NEW YORK – Una passeggiata pomeridiana trasformata in un incubo che scuote l’intera metropoli. La piccola Kaori Patterson-Moore, di soli sette mesi, è morta nel quartiere di Williamsburg, a Brooklyn, vittima innocente dell’ennesimo episodio di violenza da armi da fuoco che piaga le strade di New York.
La Dinamica: Spari contromano in sella a una moto
Secondo le prime ricostruzioni fornite dalla polizia americana, il dramma si è consumato nel pomeriggio del 2 aprile. Due individui a bordo di una motocicletta stavano percorrendo una strada contromano quando, all’altezza di un negozio, il passeggero ha estratto un’arma e ha aperto il fuoco contro un gruppo di persone ferme sul marciapiede.

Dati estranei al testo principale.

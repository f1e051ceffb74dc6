use std::{
    fmt::Debug,
    io::{Error, ErrorKind},
    net::ToSocketAddrs,
};

use common::subject_observer::Observer;
use dipstick::{Input, Statsd};
use evolve::{
    engine::{EventType, EvolutionEngine},
    Population,
};
use log::trace;

use crate::gateways::{EVOLVE_PROXY, MAX, MEAN, MIN, STD_DEV};

/// Forwards fitness statistics of each completed generation to a statsd
/// daemon.
///
/// Gauges carry integral values, so fitnesses are multiplied by `factor`
/// before being sent. Pick a factor large enough to preserve the digits
/// that matter for the problem at hand.
pub struct StatsdGateway {
    factor: f32,
}

impl StatsdGateway {
    pub fn new<A>(address: A, factor: f32) -> Result<Self, Error>
    where
        A: ToSocketAddrs + Debug + Clone,
    {
        let statsd_scope = Statsd::send_to(address)
            .map_err(|error| Error::new(ErrorKind::Other, error.to_string()))?
            .metrics();
        EVOLVE_PROXY.target(statsd_scope);

        Ok(StatsdGateway { factor })
    }

    fn compute_stats<G>(&self, population: &Population<G>) -> (f32, f32, f32, f32) {
        let fitness_iter = population
            .iter()
            .map(|chromosome| chromosome.fitness * self.factor);
        let (min, max, sum, count) = fitness_iter.clone().fold(
            (f32::INFINITY, f32::NEG_INFINITY, 0.0, 0),
            |(min, max, sum, count), value| {
                (min.min(value), max.max(value), sum + value, count + 1)
            },
        );
        let mean = sum / count as f32;
        let variance: f32 = fitness_iter
            .map(|value| (value - mean).powi(2))
            .sum::<f32>()
            / count as f32;
        let std_dev = variance.sqrt();
        (min, max, mean, std_dev)
    }
}

impl<G> Observer<EvolutionEngine<G>, EventType> for StatsdGateway
where
    G: Clone,
{
    fn update(&self, source: &EvolutionEngine<G>, event: EventType) {
        if event == EventType::EpochCompleted {
            let snapshot = source.snapshot();
            let (min, max, mean, std_dev) = self.compute_stats(&snapshot.population);

            trace!("Sending metrics for generation {}: min={min}, max={max}, mean={mean}, std-dev={std_dev}", snapshot.generation);
            MIN.value(min);
            MAX.value(max);
            MEAN.value(mean);
            STD_DEV.value(std_dev);
        }
    }
}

In quel preciso istante, Kaori si trovava nel suo passeggino, accanto ai genitori. Uno dei proiettili vaganti l’ha raggiunta in pieno, senza lasciarle scampo. Il padre, in un disperato tentativo di salvarla, l’ha raccolta tra le braccia e trasportata d’urgenza al più vicino ospedale, dove però i medici non hanno potuto far altro che dichiararne il decesso.
Caccia all’uomo: Un fermo e un fuggitivo
Gli inquirenti sono al lavoro per risalire all’identità degli assalitori e al movente dell’attacco, che al momento resta ignoto.
- Un uomo è stato fermato: La polizia ha già preso in custodia un sospettato, la cui posizione è al vaglio degli investigatori.
- Caccia al conducente: Resta invece attivamente ricercato l’uomo che si trovava alla guida della moto.
Le autorità non hanno ancora chiarito se l’obiettivo della sparatoria fosse uno dei passanti davanti al negozio o se si sia trattato di un regolamento di conti tra bande rivali finito nel peggiore dei modi.
Il Sindaco Mamdani: “Non può essere la normalità”
L’episodio ha sollevato un’ondata di indignazione e dolore che ha raggiunto i vertici del municipio. Il sindaco di New York, Zohran Mamdani, ha rilasciato una dichiarazione durissima, definendo l’uccisione della piccola Kaori come un “promemoria devastante”.
“Non possiamo accettare questa violenza come se fosse la normalità,” ha dichiarato Mamdani. “Questo tragico evento ci ricorda quanto lavoro resti ancora da fare per combattere la diffusione delle armi da fuoco in tutta la città. Ogni vita spezzata in questo modo è un fallimento che non possiamo ignorare.”
New York e il nodo delle armi
La morte di Kaori riaccende il dibattito sulla sicurezza urbana nella Grande Mela. Nonostante gli sforzi delle amministrazioni per limitare la circolazione di armi illegali, sparatorie improvvise in luoghi pubblici continuano a colpire cittadini comuni, arrivando oggi a spezzare la vita di una neonata che non aveva ancora compiuto un anno.